There will be one less prison in California, after a judge thwarted Susanville’s effort to block closure of its prison.
by Shakeer Rahman, Dax Proctor, Woods Ervin, and Viju Mathew, Truthout
On September 8, visiting Lassen County Judge Robert F. Moody dismissed a lawsuit by the town of Susanville that intended to force the continued operation of the California Correctional Center (CCC), a 60-year-old state prison requiring $503 million in repairs. Judge Moody’s ruling marks the end of the town’s year-long fight to stop CCC from closing. It also is an advance for both the Gavin Newsom administration’s criminal legal reform strategy and toward the goals of prison closure advocates.
CCC was supposed to shut its doors back in June 2022, but shortly after Governor Newsom announced the plans for its closure — which is estimated to save taxpayers $122 million annually — the City of Susanville filed a lawsuit against the Newsom administration to block the scheduled closure. The lawsuit asserted that the state must keep on shipping prisoners to CCC in order to satisfy Susanville’s financial dependence on imprisonment. If the prison closes, the lawsuit declared, how will the town’s residents pay their mortgages and fund their schools?

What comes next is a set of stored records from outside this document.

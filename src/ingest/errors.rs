//! Ingestion error types
//!
//! Error codes:
//! - TRIPDB_NO_SOURCES
//! - TRIPDB_SOURCE_NOT_FOUND
//! - TRIPDB_SCHEMA_MISMATCH
//! - TRIPDB_SOURCE_UNREADABLE
//! - TRIPDB_STORAGE_WRITE_ERROR
//!
//! Every ingestion error aborts the whole run; the previous store is left as
//! it was.

use std::path::{Path, PathBuf};

use thiserror::Error;

use crate::schema::SchemaError;
use crate::storage::{Severity, StorageError};

/// Result type for ingestion
pub type IngestResult<T> = Result<T, IngestError>;

#[derive(Debug, Error)]
pub enum IngestError {
    #[error("No source files given")]
    NoSources,

    #[error("Source not found: {}", path.display())]
    SourceNotFound { path: PathBuf },

    #[error("Schema mismatch in {}: {source}", path.display())]
    SchemaMismatch {
        path: PathBuf,
        #[source]
        source: SchemaError,
    },

    #[error("Unreadable source {}: {reason}", path.display())]
    SourceUnreadable { path: PathBuf, reason: String },

    #[error("Failed to persist store: {0}")]
    StorageWriteError(#[from] StorageError),
}

impl IngestError {
    /// Returns the stable string code
    pub fn code(&self) -> &'static str {
        match self {
            IngestError::NoSources => "TRIPDB_NO_SOURCES",
            IngestError::SourceNotFound { .. } => "TRIPDB_SOURCE_NOT_FOUND",
            IngestError::SchemaMismatch { .. } => "TRIPDB_SCHEMA_MISMATCH",
            IngestError::SourceUnreadable { .. } => "TRIPDB_SOURCE_UNREADABLE",
            IngestError::StorageWriteError(_) => "TRIPDB_STORAGE_WRITE_ERROR",
        }
    }

    /// Ingestion failures never damage the committed store
    pub fn severity(&self) -> Severity {
        Severity::Error
    }

    pub(crate) fn not_found(path: &Path) -> Self {
        IngestError::SourceNotFound {
            path: path.to_path_buf(),
        }
    }

    pub(crate) fn schema(path: &Path, source: SchemaError) -> Self {
        IngestError::SchemaMismatch {
            path: path.to_path_buf(),
            source,
        }
    }

    pub(crate) fn unreadable(path: &Path, reason: impl ToString) -> Self {
        IngestError::SourceUnreadable {
            path: path.to_path_buf(),
            reason: reason.to_string(),
        }
    }
}
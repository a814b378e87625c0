//! Ingestion orchestration
//!
//! Ingestion order:
//! 1. Resolve and check every source path and the lookup path
//! 2. Decode every source file, applying the year filter
//! 3. Decode the zone lookup
//! 4. Replace the store atomically with both tables
//!
//! Nothing touches the store until every input decoded cleanly, so any
//! failure leaves the previous store exactly as it was.

use std::path::{Path, PathBuf};

use serde::Serialize;
use tracing::info;

use crate::observability::{Event, ObservationScope};
use crate::schema::{trips_to_table, zones_to_table, TripRecord};
use crate::storage::StoreWriter;

use super::discovery::resolve_sources;
use super::errors::{IngestError, IngestResult};
use super::lookup::read_zone_lookup;
use super::source::read_trip_source;

/// Ingestion settings
#[derive(Debug, Clone, PartialEq, Eq, Default)]
pub struct IngestOptions {
    /// Calendar year trips must be picked up in; `None` keeps every row
    pub analysis_year: Option<i32>,
}

impl IngestOptions {
    pub fn for_year(year: i32) -> Self {
        Self {
            analysis_year: Some(year),
        }
    }
}

/// Per-file ingestion counts
#[derive(Debug, Clone, PartialEq, Eq, Serialize)]
pub struct SourceSummary {
    pub path: PathBuf,
    pub rows_read: u64,
    pub rows_kept: u64,
}

/// Outcome of a successful ingestion
#[derive(Debug, Clone, PartialEq, Eq, Serialize)]
pub struct IngestReport {
    pub store_path: PathBuf,
    pub analysis_year: Option<i32>,
    pub sources: Vec<SourceSummary>,
    pub rows_read: u64,
    pub rows_outside_period: u64,
    pub trips_stored: u64,
    pub zones_stored: u64,
    pub store_bytes: u64,
}

/// Builds a store from trip sources and a zone lookup.
pub struct Ingestor {
    writer: StoreWriter,
    options: IngestOptions,
}

impl Ingestor {
    pub fn new(store_path: impl Into<PathBuf>, options: IngestOptions) -> Self {
        Self {
            writer: StoreWriter::new(store_path),
            options,
        }
    }

    pub fn store_path(&self) -> &Path {
        self.writer.path()
    }

    /// Reads every source and the lookup, then replaces the store.
    ///
    /// # Errors
    ///
    /// - `NoSources` when `source_paths` is empty
    /// - `SourceNotFound` for a missing source or lookup path
    /// - `SchemaMismatch` when a file cannot be reconciled
    /// - `SourceUnreadable` when a file is not valid parquet or CSV
    /// - `StorageWriteError` when the store cannot be replaced
    pub fn ingest(&self, source_paths: &[PathBuf], lookup_path: &Path) -> IngestResult<IngestReport> {
        let scope = ObservationScope::new("INGEST", self.store_path().display().to_string());
        match self.run(source_paths, lookup_path) {
            Ok(report) => {
                scope.complete(&format!(
                    "trips={} zones={} bytes={}",
                    report.trips_stored, report.zones_stored, report.store_bytes
                ));
                Ok(report)
            }
            Err(e) => {
                scope.fail(&e);
                Err(e)
            }
        }
    }

    fn run(&self, source_paths: &[PathBuf], lookup_path: &Path) -> IngestResult<IngestReport> {
        let files = resolve_sources(source_paths)?;
        if !lookup_path.is_file() {
            return Err(IngestError::not_found(lookup_path));
        }

        let year = self.options.analysis_year;
        let mut trips: Vec<TripRecord> = Vec::new();
        let mut sources = Vec::with_capacity(files.len());
        let mut rows_read = 0u64;
        let mut rows_outside_period = 0u64;

        for file in &files {
            let batch = read_trip_source(file, year)?;
            let kept = batch.records.len() as u64;
            info!(
                event = %Event::SourceRead,
                path = %file.display(),
                rows_read = batch.rows_read,
                rows_kept = kept,
            );

            rows_read += batch.rows_read;
            rows_outside_period += batch.rows_outside_period;
            sources.push(SourceSummary {
                path: file.clone(),
                rows_read: batch.rows_read,
                rows_kept: kept,
            });
            trips.extend(batch.records);
        }

        if rows_outside_period > 0 {
            info!(
                event = %Event::RowsOutsidePeriod,
                rows = rows_outside_period,
                year = ?year,
            );
        }

        let zones = read_zone_lookup(lookup_path)?;
        info!(
            event = %Event::LookupLoaded,
            path = %lookup_path.display(),
            zones = zones.len() as u64,
        );

        let tables = [trips_to_table(&trips), zones_to_table(&zones)];
        let store_bytes = self.writer.replace(&tables)?;
        info!(
            event = %Event::StoreReplaced,
            path = %self.store_path().display(),
            bytes = store_bytes,
        );

        Ok(IngestReport {
            store_path: self.store_path().to_path_buf(),
            analysis_year: year,
            sources,
            rows_read,
            rows_outside_period,
            trips_stored: trips.len() as u64,
            zones_stored: zones.len() as u64,
            store_bytes,
        })
    }
}
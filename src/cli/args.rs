//! CLI argument definitions using clap
//!
//! Commands:
//! - tripdb ingest --config <path>
//! - tripdb query <id> --config <path>
//! - tripdb queries
//! - tripdb inspect --config <path>

use clap::{Parser, Subcommand};
use std::path::PathBuf;

/// tripdb - deterministic ingestion and analytics for taxi trip records
#[derive(Parser, Debug)]
#[command(name = "tripdb")]
#[command(version, about, long_about = None)]
pub struct Cli {
    #[command(subcommand)]
    pub command: Command,
}

#[derive(Subcommand, Debug, PartialEq, Eq)]
pub enum Command {
    /// Rebuild the store from the configured sources and zone lookup
    Ingest {
        /// Path to configuration file
        #[arg(long, default_value = "./tripdb.json")]
        config: PathBuf,
    },

    /// Run one analytical query and print its result
    Query {
        /// Query id (see `tripdb queries`)
        id: String,

        /// Path to configuration file
        #[arg(long, default_value = "./tripdb.json")]
        config: PathBuf,
    },

    /// List the available queries and their columns
    Queries,

    /// Verify the store and describe its tables
    Inspect {
        /// Path to configuration file
        #[arg(long, default_value = "./tripdb.json")]
        config: PathBuf,
    },
}

impl Cli {
    /// Parse command line arguments
    pub fn parse_args() -> Self {
        Cli::parse()
    }
}
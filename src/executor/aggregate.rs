//! Per-query aggregations
//!
//! Each function takes already-filtered trips and the zone directory and
//! builds a complete result. Zone ids missing from the directory are
//! dropped (inner-join semantics). Grouping goes through `BTreeMap` so
//! intermediate iteration order never depends on hashing.

use std::collections::BTreeMap;

use crate::schema::{TripRecord, ZoneDirectory};

use super::registry::QueryKind;
use super::result::{QueryResult, Value};
use super::sorter::ResultSorter;

/// Dispatches to the aggregation for `kind`
pub fn aggregate(kind: QueryKind, trips: &[&TripRecord], zones: &ZoneDirectory) -> QueryResult {
    match kind {
        QueryKind::TopPickups => top_pickups(trips, zones),
        QueryKind::TipAnalysis => tip_analysis(trips, zones),
        QueryKind::PopularRoutes => popular_routes(trips, zones),
        QueryKind::AirportTraffic => airport_traffic(trips, zones),
        QueryKind::TravelDuration => travel_duration(trips, zones),
    }
}

#[derive(Debug, Default, Clone, Copy)]
struct Mean {
    sum: f64,
    count: i64,
}

impl Mean {
    fn add(&mut self, value: f64) {
        self.sum += value;
        self.count += 1;
    }

    fn value(&self) -> f64 {
        if self.count == 0 {
            0.0
        } else {
            self.sum / self.count as f64
        }
    }
}

fn zone_pair(trip: &TripRecord) -> Option<(i64, i64)> {
    Some((trip.pickup_zone_id()?, trip.dropoff_zone_id()?))
}

/// Pickup counts per zone, busiest first
pub fn top_pickups(trips: &[&TripRecord], zones: &ZoneDirectory) -> QueryResult {
    let mut counts: BTreeMap<i64, i64> = BTreeMap::new();
    for zone in trips.iter().filter_map(|t| t.pickup_zone_id()) {
        if zones.get(zone).is_some() {
            *counts.entry(zone).or_default() += 1;
        }
    }

    let mut ranked: Vec<(i64, i64)> = counts.into_iter().collect();
    ResultSorter::rank_desc(&mut ranked, |r| r.1 as f64, |r| r.0);

    let mut result = QueryResult::empty(QueryKind::TopPickups);
    for (zone, pickups) in ranked {
        result.push_row(vec![zone_name(zones, zone), Value::Int(pickups)]);
    }
    result
}

/// Average tip per pickup zone, most generous first.
///
/// Trips with no recorded tip count towards `trip_count` but not towards
/// the average; a zone where every tip is missing averages 0.0.
pub fn tip_analysis(trips: &[&TripRecord], zones: &ZoneDirectory) -> QueryResult {
    let mut groups: BTreeMap<i64, (Mean, i64)> = BTreeMap::new();
    for trip in trips {
        let Some(zone) = trip.pickup_zone_id() else {
            continue;
        };
        if zones.get(zone).is_none() {
            continue;
        }
        let (tips, count) = groups.entry(zone).or_default();
        if let Some(tip) = trip.tip_amount() {
            tips.add(tip);
        }
        *count += 1;
    }

    let mut ranked: Vec<(i64, f64, i64)> = groups
        .into_iter()
        .map(|(zone, (tips, count))| (zone, tips.value(), count))
        .collect();
    ResultSorter::rank_desc(&mut ranked, |r| r.1, |r| r.0);

    let mut result = QueryResult::empty(QueryKind::TipAnalysis);
    for (zone, avg_tip, count) in ranked {
        result.push_row(vec![zone_name(zones, zone), Value::Float(avg_tip), Value::Int(count)]);
    }
    result
}

/// Trip counts per zone pair, most travelled first
pub fn popular_routes(trips: &[&TripRecord], zones: &ZoneDirectory) -> QueryResult {
    let mut counts: BTreeMap<(i64, i64), i64> = BTreeMap::new();
    for pair in trips.iter().filter_map(|t| zone_pair(t)) {
        if zones.get(pair.0).is_some() && zones.get(pair.1).is_some() {
            *counts.entry(pair).or_default() += 1;
        }
    }

    let mut ranked: Vec<((i64, i64), i64)> = counts.into_iter().collect();
    ResultSorter::rank_desc(&mut ranked, |r| r.1 as f64, |r| r.0);

    let mut result = QueryResult::empty(QueryKind::PopularRoutes);
    for ((pickup, dropoff), count) in ranked {
        result.push_row(vec![
            zone_name(zones, pickup),
            zone_name(zones, dropoff),
            Value::Int(count),
        ]);
    }
    result
}

/// Trips touching each airport zone, busiest first.
///
/// A trip counts once for each distinct airport endpoint: an airport to
/// airport trip between two different airports counts for both, a loop at
/// one airport counts once.
pub fn airport_traffic(trips: &[&TripRecord], zones: &ZoneDirectory) -> QueryResult {
    let mut counts: BTreeMap<i64, i64> = BTreeMap::new();
    for (pickup, dropoff) in trips.iter().filter_map(|t| zone_pair(t)) {
        if zones.is_airport(pickup) {
            *counts.entry(pickup).or_default() += 1;
        }
        if dropoff != pickup && zones.is_airport(dropoff) {
            *counts.entry(dropoff).or_default() += 1;
        }
    }

    let mut ranked: Vec<(i64, i64)> = counts.into_iter().collect();
    ResultSorter::rank_desc(&mut ranked, |r| r.1 as f64, |r| r.0);

    let mut result = QueryResult::empty(QueryKind::AirportTraffic);
    for (zone, count) in ranked {
        result.push_row(vec![zone_name(zones, zone), Value::Int(count)]);
    }
    result
}

/// Average trip duration per zone pair, busiest pair first
pub fn travel_duration(trips: &[&TripRecord], zones: &ZoneDirectory) -> QueryResult {
    let mut groups: BTreeMap<(i64, i64), Mean> = BTreeMap::new();
    for trip in trips {
        let (Some(pair), Some(minutes)) = (zone_pair(trip), trip.trip_duration_minutes()) else {
            continue;
        };
        if zones.get(pair.0).is_some() && zones.get(pair.1).is_some() {
            groups.entry(pair).or_default().add(minutes);
        }
    }

    let mut ranked: Vec<((i64, i64), Mean)> = groups.into_iter().collect();
    ResultSorter::rank_desc(&mut ranked, |r| r.1.count as f64, |r| r.0);

    let mut result = QueryResult::empty(QueryKind::TravelDuration);
    for ((pickup, dropoff), mean) in ranked {
        result.push_row(vec![
            zone_name(zones, pickup),
            zone_name(zones, dropoff),
            Value::Float(mean.value()),
            Value::Int(mean.count),
        ]);
    }
    result
}

fn zone_name(zones: &ZoneDirectory, zone_id: i64) -> Value {
    Value::Text(zones.name(zone_id).unwrap_or_default().to_string())
}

The town of Susanville relies on three prisons — two state-owned prisons, including CCC, and one federal prison — to anchor its local economy. Susanville is a prime example of the “big prison – small town” economic model popularized across the rural United States in 1980s and 1990s, in which the state claimed building large state prisons would aid small towns by making them predominantly reliant on the incarceration system for economic stability, including jobs, housing, small businesses and state-funded dollars for town infrastructure. This has not produced the economic boom that towns such as Susanville originally envisioned, often leaving them without a developed economy and with the toxic environmental and social impacts of prisons.